Kamis, 2 Oktober 2025

Konflik Palestina Vs Israel

Pemblokiran Pengiriman Makanan dan Bantuan oleh Israel Memperburuk Kondisi di Gaza

Pemblokiran barang-barang yang masuk ke Gaza oleh Israel telah mulai berdampak buruk pada daerah kantong Palestina itu, dengan toko roti tutup

Editor: Muhammad Barir
tangkap layar/Hussam al-Masri/Reuters
BLOKIR BANTUAN - Truk pengangkut bantuan melewati Rafah di Jalur Gaza selatan. Pada Minggu (2/3/2025), Israel menyatakan memblokir semua bantuan masuk ke Gaza untuk menekan Hamas menyetujui usulan gencatan senjata sementara yang diajukan Amerika Serikat. 

Tindakan tersebut tidak akan berdampak langsung, karena Israel telah memutus pasokan listrik ke Gaza pada awal genosida. 

Namun, hal itu akan memengaruhi pabrik pengolahan air limbah yang saat ini dialiri listrik, menurut perusahaan tersebut.

Otoritas Air Palestina mengatakan bahwa keputusan tersebut menghentikan operasi di pabrik desalinasi air yang menghasilkan 18.000 meter kubik air per hari untuk penduduk di wilayah tengah dan selatan Jalur Gaza.

Mohammad Thabet, juru bicara pembangkit listrik Gaza, mengatakan kepada Reuters bahwa keputusan tersebut akan membuat warga di wilayah tersebut tidak memperoleh air bersih dan sehat, sehingga mereka menghadapi risiko lingkungan dan kesehatan.

“Keputusan ini sangat buruk, pemerintah daerah sekarang akan dipaksa untuk membuang air limbah ke laut, yang dapat mengakibatkan risiko lingkungan dan kesehatan yang melampaui batas wilayah Gaza,” kata Thabet.

Ia menambahkan bahwa tidak ada cukup bahan bakar untuk mengoperasikan generator siaga di pabrik desalinasi dan pembuangan limbah, dan mencatat bahwa generator yang ada sudah ketinggalan zaman dan hampir tidak berfungsi.

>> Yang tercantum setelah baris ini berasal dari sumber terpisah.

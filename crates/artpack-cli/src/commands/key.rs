//! API key commands and the terminal key selector

use super::load_config;
use anyhow::Result;
use artpack_gen::{ArtpackConfig, CredentialStore, KeySelection, KeySelector, BILLING_DOCS_URL};
use async_trait::async_trait;
use clap::Subcommand;
use std::io::{IsTerminal, Write};

#[derive(Subcommand)]
pub enum KeyCommands {
    /// Show whether a Gemini API key is available
    Status,

    /// Enter a Gemini API key and store it in ~/.artpack/config.toml
    Select,
}

/// Reads a key from the terminal. Without a terminal there is nothing to
/// select with, so callers get the billing docs link instead.
pub struct CliKeySelector {
    credentials: CredentialStore,
}

impl CliKeySelector {
    pub fn new(credentials: CredentialStore) -> Self {
        Self { credentials }
    }
}

/// Apply what the user typed; blank input cancels
fn apply_entered_key(credentials: &CredentialStore, input: &str) -> KeySelection {
    if input.trim().is_empty() {
        return KeySelection::Cancelled;
    }
    credentials.select_key(input);
    KeySelection::Selected
}

#[async_trait]
impl KeySelector for CliKeySelector {
    async fn has_selected_api_key(&self) -> bool {
        self.credentials.has_selected_key()
    }

    async fn open_select_key(&self) -> KeySelection {
        if !std::io::stdin().is_terminal() {
            return KeySelection::Unavailable {
                docs_url: BILLING_DOCS_URL,
            };
        }

        eprintln!("A paid Gemini API key is required. Billing: {}", BILLING_DOCS_URL);
        eprint!("Enter Gemini API key (blank to cancel): ");
        let _ = std::io::stderr().flush();

        let line = tokio::task::spawn_blocking(|| {
            let mut input = String::new();
            std::io::stdin().read_line(&mut input).map(|_| input)
        })
        .await;

        match line {
            Ok(Ok(input)) => apply_entered_key(&self.credentials, &input),
            _ => KeySelection::Cancelled,
        }
    }
}

/// Show the first and last four characters only
fn mask_key(key: &str) -> String {
    let chars: Vec<char> = key.chars().collect();
    if chars.len() <= 8 {
        return "*".repeat(chars.len());
    }
    let head: String = chars[..4].iter().collect();
    let tail: String = chars[chars.len() - 4..].iter().collect();
    format!("{}...{}", head, tail)
}

pub async fn run(cmd: KeyCommands) -> Result<()> {
    match cmd {
        KeyCommands::Status => run_status().await,
        KeyCommands::Select => run_select().await,
    }
}

async fn run_status() -> Result<()> {
    let config = load_config();
    let credentials = CredentialStore::with_key(config.api_key("gemini"));
    let selector = CliKeySelector::new(credentials.clone());

    if selector.has_selected_api_key().await {
        let key = credentials.current().unwrap_or_default();
        println!("Gemini API key: {}", mask_key(&key));
    } else {
        println!("No Gemini API key selected.");
        println!("  Set GEMINI_API_KEY, run `artpack key select`, or see {}", BILLING_DOCS_URL);
    }
    Ok(())
}

async fn run_select() -> Result<()> {
    let credentials = CredentialStore::new();
    let selector = CliKeySelector::new(credentials.clone());

    match selector.open_select_key().await {
        KeySelection::Selected => {
            let key = credentials.current().unwrap_or_default();
            let path = ArtpackConfig::save_global_api_key("gemini", &key)?;
            println!("Gemini API key {} saved to {}", mask_key(&key), path.display());
        }
        KeySelection::Cancelled => println!("No key selected."),
        KeySelection::Unavailable { docs_url } => {
            println!("Key selection needs an interactive terminal.");
            println!("  Set GEMINI_API_KEY instead. Billing setup: {}", docs_url);
        }
    }
    Ok(())
}

#[cfg(test)]
mod tests {
    use super::*;

    #[test]
    fn test_mask_key() {
        assert_eq!(mask_key("AIzaSyExampleKey1234"), "AIza...1234");
        assert_eq!(mask_key("short"), "*****");
    }

    #[test]
    fn test_entered_key_applied() {
        let credentials = CredentialStore::new();
        assert_eq!(
            apply_entered_key(&credentials, "  \n"),
            KeySelection::Cancelled
        );
        assert!(!credentials.has_selected_key());

        assert_eq!(
            apply_entered_key(&credentials, "my-key\n"),
            KeySelection::Selected
        );
        assert_eq!(credentials.current().as_deref(), Some("my-key"));
    }
}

Pertempuran di Gaza telah dihentikan sejak 19 Januari berdasarkan perjanjian gencatan senjata, dan Hamas telah menukar 33 sandera Israel dan lima warga Thailand dengan sekitar 2.000 tahanan dan tahanan Palestina. 

Namun, tahap pertama perjanjian tersebut telah berakhir dan Hamas dan Israel masih jauh berbeda pendapat dalam isu-isu yang lebih luas termasuk tata kelola Gaza pascaperang dan masa depan Hamas sendiri. 

Perdana Menteri Israel Benjamin Netanyahu menolak untuk mengirim negosiatornya ke Qatar untuk membahas tahap kedua, dan bersikeras agar tahap pertama diperpanjang dalam upaya untuk mendapatkan kembali semua sandera tanpa harus menarik pasukan pendudukan dari Gaza dan mengakhiri perang.

Mediator Arab, Mesir, Qatar, dan AS berupaya menyelamatkan kesepakatan gencatan senjata. Mereka mengadakan pembicaraan dengan para pemimpin Hamas dan akan menerima negosiator Israel di Doha pada hari Senin.

Juru bicara Hamas Abdel-Latif Al-Qanoua mengatakan kepada Reuters pada hari Senin bahwa gerakan tersebut berkomitmen pada kesepakatan bertahap awal dan mengharapkan mediator untuk "memaksa" Israel untuk memulai pembicaraan mengenai pelaksanaan kesepakatan tahap kedua. 

Tahap kedua dimaksudkan untuk fokus pada kesepakatan mengenai pembebasan sandera yang tersisa dan penarikan pasukan Israel dari Gaza.

Israel mengingkari perjanjian awal dan menuntut agar Hamas membebaskan sandera yang tersisa tanpa memulai negosiasi tahap kedua.

Qanoua mengatakan sanksi kemanusiaan juga akan memengaruhi para sandera yang ditahan kelompok itu serta warga Palestina. 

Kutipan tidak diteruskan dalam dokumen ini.